The ramfan is a new breed of jet engines developed by United Aerospace Corporation and Union Aerospace Engine Corporation in a joint-project to offer more fuel efficiency to aircrafts while offering more power. The engine is remarkable on how it works, combining the advanatages of ramjets and turbofans, and creating a engine that can power the F-77A and forming the Un-180 family.
The ramfan works by having a low-bypass fan in-front of a conventional ramjet. The fan sucks in air and into a funnel/cone-type structure. The cone becomes very narrow causing the air to slow down, therefore compress, similar to the operation of a ramjet. Not only that but a series of pipes carrying liquid coolant act as a heat exchange. It works by having the coolant, cool the incoming air, therefore compressing it, and heating up the coolant. Once the air has been compressed, it goes through a narrow pipe where fuel injectors inject fuel, starting the combustion. After that the exhaust is let out. Here the heated coolant is then pumped to the back of the engine were it combusts with the rest of the exhaust. The bypass air joins the exhaust and contributes up to 25% of the thrust with a maximum of 45% bypass air since this is low-bypass fan.

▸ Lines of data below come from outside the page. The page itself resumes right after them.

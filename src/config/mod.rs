//! Configuration module for Hub-Indexer
//!
//! This module handles loading, parsing, and validating TOML configuration files.
//! Every section has defaults, so a crawl can run without any file at all.
//!
//! # Example
//!
//! ```no_run
//! use hub_indexer::config::load_config;
//! use std::path::Path;
//!
//! let config = load_config(Path::new("hub-indexer.toml")).unwrap();
//! println!("Crawler will use {} workers", config.crawler.workers);
//! ```

mod parser;
mod types;
mod validation;

// Re-export types
pub use types::{
    CacheConfig, Config, CrawlerConfig, EndpointsConfig, ProxyConfig, SeedsConfig, StorageConfig,
};

// Re-export parser functions
pub use parser::{load_config, parse_config};
pub use validation::validate;
//! Frontier: the bounded, deduplicating work queue of a crawl
//!
//! This module handles:
//! - Idempotent enqueue keyed on each task's resolved URL
//! - Capacity limits with a non-fatal `QueueFull` signal
//! - A fixed pool of workers that fetch, hand off, and feed follow-ups back
//! - Drain detection: the run ends once nothing is pending or in flight
//! - Cooperative shutdown via [`Frontier::close`]

use crate::crawler::fetcher::Transport;
use crate::crawler::task::SearchTask;
use crate::{FetchError, FrontierError};
use std::collections::{HashSet, VecDeque};
use std::sync::{Arc, Mutex, MutexGuard, PoisonError};
use std::time::Duration;
use tokio::sync::Notify;
use tokio::task::JoinSet;

/// Counters describing a finished [`Frontier::run`]
#[derive(Debug, Clone, Default, PartialEq, Eq)]
pub struct FrontierReport {
    /// Tasks that went through fetch and handler
    pub completed: u64,

    /// Enqueues ignored because the URL was already seen
    pub duplicates: u64,

    /// Follow-ups dropped because the queue was full or closed
    pub dropped: u64,

    /// Tasks still pending when the run stopped early
    pub abandoned: u64,
}

#[derive(Default)]
struct FrontierState {
    pending: VecDeque<SearchTask>,
    seen: HashSet<String>,
    in_flight: usize,
    closed: bool,
    completed: u64,
    duplicates: u64,
    dropped: u64,
}

/// Bounded work queue drained by a fixed pool of workers
pub struct Frontier {
    state: Mutex<FrontierState>,
    notify: Notify,
    capacity: usize,
    transport: Arc<dyn Transport>,
    retries: u32,
    retry_delay: Duration,
}

impl Frontier {
    /// Creates an empty frontier holding at most `capacity` pending tasks
    pub fn new(capacity: usize, transport: Arc<dyn Transport>) -> Self {
        Self {
            state: Mutex::new(FrontierState::default()),
            notify: Notify::new(),
            capacity: capacity.max(1),
            transport,
            retries: 0,
            retry_delay: Duration::ZERO,
        }
    }

    /// Retries transient fetch failures up to `retries` times, `delay` apart
    pub fn with_retries(mut self, retries: u32, delay: Duration) -> Self {
        self.retries = retries;
        self.retry_delay = delay;
        self
    }

    fn lock(&self) -> MutexGuard<'_, FrontierState> {
        self.state.lock().unwrap_or_else(PoisonError::into_inner)
    }

    /// Adds a task unless its URL was already enqueued in this session
    ///
    /// # Returns
    ///
    /// * `Ok(true)` - The task was queued
    /// * `Ok(false)` - Duplicate; silently ignored
    /// * `Err(FrontierError::QueueFull)` - At capacity; the task was not
    ///   recorded as seen and may be submitted again later
    /// * `Err(FrontierError::Closed)` - The frontier no longer accepts work
    pub fn enqueue(&self, task: SearchTask) -> Result<bool, FrontierError> {
        {
            let mut state = self.lock();

            if state.closed {
                return Err(FrontierError::Closed {
                    url: task.identity().to_string(),
                });
            }

            if state.seen.contains(task.identity()) {
                state.duplicates += 1;
                return Ok(false);
            }

            if state.pending.len() >= self.capacity {
                return Err(FrontierError::QueueFull {
                    capacity: self.capacity,
                    url: task.identity().to_string(),
                });
            }

            state.seen.insert(task.identity().to_string());
            tracing::trace!("Enqueued {}", task);
            state.pending.push_back(task);
        }

        self.notify.notify_waiters();
        Ok(true)
    }

    /// Stops accepting work; workers finish their current task and exit
    pub fn close(&self) {
        self.lock().closed = true;
        self.notify.notify_waiters();
    }

    pub fn is_closed(&self) -> bool {
        self.lock().closed
    }

    /// Number of tasks waiting to be fetched
    pub fn pending(&self) -> usize {
        self.lock().pending.len()
    }

    /// Number of tasks currently being processed
    pub fn in_flight(&self) -> usize {
        self.lock().in_flight
    }

    /// Number of distinct URLs accepted in this session
    pub fn seen(&self) -> usize {
        self.lock().seen.len()
    }

    /// Drains the frontier with `workers` concurrent workers
    ///
    /// Each worker repeatedly takes a task, fetches its URL, passes the
    /// outcome to `handler`, and enqueues whatever follow-up tasks the handler
    /// returns. Returns once no task is pending or in flight, or once the
    /// frontier is closed and in-flight tasks have finished.
    pub async fn run<H>(self: &Arc<Self>, workers: usize, handler: H) -> FrontierReport
    where
        H: Fn(&SearchTask, Result<Vec<u8>, FetchError>) -> Vec<SearchTask> + Send + Sync + 'static,
    {
        let handler = Arc::new(handler);
        let mut pool = JoinSet::new();

        for id in 0..workers.max(1) {
            let frontier = Arc::clone(self);
            let handler = Arc::clone(&handler);
            pool.spawn(async move { frontier.work(id, handler.as_ref()).await });
        }

        while let Some(joined) = pool.join_next().await {
            if let Err(e) = joined {
                tracing::error!("Frontier worker failed: {}", e);
            }
        }

        let state = self.lock();
        FrontierReport {
            completed: state.completed,
            duplicates: state.duplicates,
            dropped: state.dropped,
            abandoned: state.pending.len() as u64,
        }
    }

    async fn work<H>(&self, id: usize, handler: &H)
    where
        H: Fn(&SearchTask, Result<Vec<u8>, FetchError>) -> Vec<SearchTask>,
    {
        tracing::trace!("Worker {} started", id);

        while let Some(task) = self.next_task().await {
            let _slot = InFlightSlot { frontier: self };

            let outcome = self.fetch(&task).await;
            for follow_up in handler(&task, outcome) {
                if let Err(e) = self.enqueue(follow_up) {
                    tracing::warn!("{}", e);
                    self.lock().dropped += 1;
                }
            }

            self.lock().completed += 1;
        }

        tracing::trace!("Worker {} finished", id);
    }

    /// Waits for the next task; `None` means the frontier is drained or closed
    async fn next_task(&self) -> Option<SearchTask> {
        loop {
            let notified = {
                let mut state = self.lock();

                if state.closed {
                    return None;
                }

                if let Some(task) = state.pending.pop_front() {
                    state.in_flight += 1;
                    return Some(task);
                }

                if state.in_flight == 0 {
                    drop(state);
                    // Wake the other idle workers so they observe the drain too
                    self.notify.notify_waiters();
                    return None;
                }

                // Registered before the lock is released, so no wakeup is lost
                self.notify.notified()
            };

            notified.await;
        }
    }

    async fn fetch(&self, task: &SearchTask) -> Result<Vec<u8>, FetchError> {
        let mut attempt = 0;
        loop {
            match self.transport.get(task.url()).await {
                Err(e) if e.is_transient() && attempt < self.retries && !self.is_closed() => {
                    attempt += 1;
                    tracing::debug!(
                        "Retrying {} ({}/{}) after: {}",
                        task,
                        attempt,
                        self.retries,
                        e
                    );
                    tokio::time::sleep(self.retry_delay).await;
                }
                outcome => return outcome,
            }
        }
    }
}

/// Releases a worker's in-flight slot, even if the handler panics
struct InFlightSlot<'a> {
    frontier: &'a Frontier,
}

impl Drop for InFlightSlot<'_> {
    fn drop(&mut self) {
        {
            let mut state = self.frontier.lock();
            state.in_flight = state.in_flight.saturating_sub(1);
        }
        self.frontier.notify.notify_waiters();
    }
}
use serde::Deserialize;
use std::time::Duration;

/// Main configuration structure for Hub-Indexer
#[derive(Debug, Clone, Default, Deserialize)]
#[serde(default)]
pub struct Config {
    pub crawler: CrawlerConfig,
    pub endpoints: EndpointsConfig,
    pub storage: StorageConfig,
    pub seeds: SeedsConfig,
    pub proxy: ProxyConfig,
    pub cache: CacheConfig,
}

/// Crawler behavior configuration
#[derive(Debug, Clone, Deserialize)]
#[serde(default, rename_all = "kebab-case")]
pub struct CrawlerConfig {
    /// Number of concurrent workers draining the frontier
    pub workers: usize,

    /// Maximum number of pending tasks held by the frontier
    pub queue_capacity: usize,

    /// Whole-request timeout (milliseconds)
    pub request_timeout_ms: u64,

    /// Connection establishment timeout (milliseconds)
    pub connect_timeout_ms: u64,

    /// How many times a transient fetch failure is retried
    pub retries: u32,

    /// Delay between retries (milliseconds)
    pub retry_delay_ms: u64,

    /// User-Agent header sent with every request
    pub user_agent: String,
}

impl CrawlerConfig {
    pub fn request_timeout(&self) -> Duration {
        Duration::from_millis(self.request_timeout_ms)
    }

    pub fn connect_timeout(&self) -> Duration {
        Duration::from_millis(self.connect_timeout_ms)
    }

    pub fn retry_delay(&self) -> Duration {
        Duration::from_millis(self.retry_delay_ms)
    }
}

impl Default for CrawlerConfig {
    fn default() -> Self {
        Self {
            workers: 10,
            queue_capacity: 1_500_000,
            request_timeout_ms: 30_000,
            connect_timeout_ms: 10_000,
            retries: 1,
            retry_delay_ms: 2_000,
            user_agent: format!("{}/{}", env!("CARGO_PKG_NAME"), env!("CARGO_PKG_VERSION")),
        }
    }
}

/// Remote registry endpoints
#[derive(Debug, Clone, Deserialize)]
#[serde(default, rename_all = "kebab-case")]
pub struct EndpointsConfig {
    /// Search endpoint, queried with `?q=<keyword>&n=<page-size>[&page=<n>]`
    pub search_url: String,

    /// Repository endpoint, queried with `/<image>/dockerfile/`
    pub detail_url: String,

    /// Number of results requested per search page
    pub page_size: u32,

    /// Highest search page crawled per keyword, whatever the API reports
    pub max_pages: u32,
}

impl Default for EndpointsConfig {
    fn default() -> Self {
        Self {
            search_url: "https://index.docker.io/v1/search".to_string(),
            detail_url: "https://hub.docker.com/v2/repositories".to_string(),
            page_size: 1000,
            max_pages: 100,
        }
    }
}

/// Index storage configuration
#[derive(Debug, Clone, Deserialize)]
#[serde(default)]
pub struct StorageConfig {
    /// Directory holding the index database
    pub path: String,
}

impl Default for StorageConfig {
    fn default() -> Self {
        Self {
            path: "./data/hub-index".to_string(),
        }
    }
}

/// Seed keyword source
#[derive(Debug, Clone, Deserialize)]
#[serde(default)]
pub struct SeedsConfig {
    /// JSON file of the form `{"keywords": [...]}`
    pub path: String,
}

impl Default for SeedsConfig {
    fn default() -> Self {
        Self {
            path: "search-terms.json".to_string(),
        }
    }
}

/// Anonymizing proxy configuration
#[derive(Debug, Clone, Deserialize)]
#[serde(default)]
pub struct ProxyConfig {
    /// Route every request through one of `addresses`
    pub enabled: bool,

    /// Proxies rotated round-robin, one per request
    pub addresses: Vec<String>,
}

impl Default for ProxyConfig {
    fn default() -> Self {
        Self {
            enabled: false,
            addresses: vec!["socks5://127.0.0.1:9050".to_string()],
        }
    }
}

/// On-disk response cache
#[derive(Debug, Clone, Deserialize)]
#[serde(default)]
pub struct CacheConfig {
    /// Serve repeated URLs from `dir` instead of the network
    pub enabled: bool,

    /// Directory holding one file per cached response
    pub dir: String,
}

impl Default for CacheConfig {
    fn default() -> Self {
        Self {
            enabled: false,
            dir: "./data/cache".to_string(),
        }
    }
}
//! Database schema definitions
//!
//! The index is a single ordered key-value table. `image_meta` carries the
//! image flags that do not fit the text-valued key space.

/// SQL schema for the index database
pub const SCHEMA_SQL: &str = r#"
-- Ordered key space: `<name>` -> description, `<name>/dockerfile` -> contents
CREATE TABLE IF NOT EXISTS entries (
    key TEXT PRIMARY KEY NOT NULL,
    value TEXT NOT NULL
) WITHOUT ROWID;

-- Image flags written alongside the `<name>` entry
CREATE TABLE IF NOT EXISTS image_meta (
    name TEXT PRIMARY KEY NOT NULL,
    is_official INTEGER NOT NULL DEFAULT 0,
    is_trusted INTEGER NOT NULL DEFAULT 0,
    star_count INTEGER NOT NULL DEFAULT 0
);
"#;

/// Initializes the database schema
///
/// # Arguments
///
/// * `conn` - The database connection
///
/// # Returns
///
/// * `Ok(())` - Schema initialized successfully
/// * `Err(rusqlite::Error)` - Failed to initialize schema
pub fn initialize_schema(conn: &rusqlite::Connection) -> Result<(), rusqlite::Error> {
    conn.execute_batch(SCHEMA_SQL)?;
    Ok(())
}

#[cfg(test)]
mod tests {
    use super::*;
    use rusqlite::Connection;

    #[test]
    fn test_schema_is_idempotent() {
        let conn = Connection::open_in_memory().unwrap();

        initialize_schema(&conn).unwrap();
        let result = initialize_schema(&conn);

        assert!(result.is_ok());
    }

    #[test]
    fn test_tables_exist_after_init() {
        let conn = Connection::open_in_memory().unwrap();
        initialize_schema(&conn).unwrap();

        for table in ["entries", "image_meta"] {
            let count: i64 = conn
                .query_row(
                    "SELECT COUNT(*) FROM sqlite_master WHERE type='table' AND name=?1",
                    [table],
                    |row| row.get(0),
                )
                .unwrap();
            assert_eq!(count, 1, "Table {} should exist", table);
        }
    }
}
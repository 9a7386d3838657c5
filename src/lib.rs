//! Hub-Indexer: a registry search crawler
//!
//! This crate crawls a container registry's search API, follows every result
//! to its Dockerfile, and persists both into a durable key-value index that
//! other tools can scan.

pub mod config;
pub mod crawler;
pub mod output;
pub mod storage;

use thiserror::Error;

/// Main error type for Hub-Indexer operations
///
/// Every variant that reaches `main` is a startup failure; per-task failures
/// are contained inside the crawl and only show up in the crawl report.
#[derive(Debug, Error)]
pub enum IndexerError {
    #[error("Configuration error: {0}")]
    Config(#[from] ConfigError),

    #[error("Seed error: {0}")]
    Seed(#[from] SeedError),

    #[error("Storage error: {0}")]
    Storage(#[from] storage::StorageError),

    #[error("HTTP client error: {0}")]
    HttpClient(#[from] reqwest::Error),

    #[error("Invalid endpoint URL: {0}")]
    UrlParse(#[from] ::url::ParseError),

    #[error("Failed to open response cache {path}: {source}")]
    Cache {
        path: String,
        source: std::io::Error,
    },
}

/// Configuration-specific errors
#[derive(Debug, Error)]
pub enum ConfigError {
    #[error("Failed to read config file: {0}")]
    Io(#[from] std::io::Error),

    #[error("Failed to parse TOML: {0}")]
    Parse(#[from] toml::de::Error),

    #[error("Validation error: {0}")]
    Validation(String),

    #[error("Invalid URL in config: {0}")]
    InvalidUrl(String),
}

/// Errors raised while loading the seed keywords
#[derive(Debug, Error)]
pub enum SeedError {
    #[error("Failed to read seed file {path}: {source}")]
    Io {
        path: String,
        source: std::io::Error,
    },

    #[error("Failed to parse seed file {path}: {source}")]
    Parse {
        path: String,
        source: serde_json::Error,
    },

    #[error("Seed file {0} contains no keywords")]
    Empty(String),
}

/// Errors produced by a single fetch
#[derive(Debug, Clone, Error)]
pub enum FetchError {
    /// Network, timeout or proxy failure; the request may succeed later
    #[error("Transient fetch failure for {url}: {message}")]
    Transient { url: String, message: String },

    /// The server answered, but not with something usable
    #[error("Malformed response from {url}: {message}")]
    Malformed { url: String, message: String },
}

impl FetchError {
    /// Returns true if retrying the request could help
    pub fn is_transient(&self) -> bool {
        matches!(self, Self::Transient { .. })
    }

    /// The URL the failed request was sent to
    pub fn url(&self) -> &str {
        match self {
            Self::Transient { url, .. } | Self::Malformed { url, .. } => url,
        }
    }
}

/// Errors produced while routing a fetched body
#[derive(Debug, Error)]
pub enum RouteError {
    #[error("Malformed {kind} body from {url}: {source}")]
    Malformed {
        kind: &'static str,
        url: String,
        source: serde_json::Error,
    },
}

/// Errors returned by the frontier when a task cannot be accepted
#[derive(Debug, Clone, PartialEq, Eq, Error)]
pub enum FrontierError {
    #[error("Frontier is full ({capacity} pending tasks), dropping {url}")]
    QueueFull { capacity: usize, url: String },

    #[error("Frontier is closed, dropping {url}")]
    Closed { url: String },
}

/// Result type alias for configuration operations
pub type ConfigResult<T> = std::result::Result<T, ConfigError>;

// Re-export commonly used types
pub use config::Config;
pub use crawler::{run_crawl, Coordinator, SearchTask, TaskKind};
pub use output::CrawlReport;
pub use storage::{DockerfileRecord, ImageRecord, SqliteIndex};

Now this results in a ramjet that doesn't need assistance to start along with having a very powerful engine. Not only that it retains much of the ramjets simplicity, by having only a fan and a turbine. To get a real idea of the power, these babies can put out over 70,000 lbs of thrust per engine. Enough to give the F-77 exceptional performance while also allowing it to do its job successfully and fully intact. Here's a diagram of the engine:
http://img.photobucket.com/albums/v203/jay3135/Hardware/ramfan.png
A optional addition to the engine is an inlet cone. These cones use shockwaves created from travelling at high-speeds, and direct them into the incoming air to further compress them. This allows for even more efficiency and results in more power capability. The modified version comes at no cost but is harder to maintain then the regular engines. For that reason, engines with the inlet cones, are called the Un-181B while the regular one is called the Un-181A.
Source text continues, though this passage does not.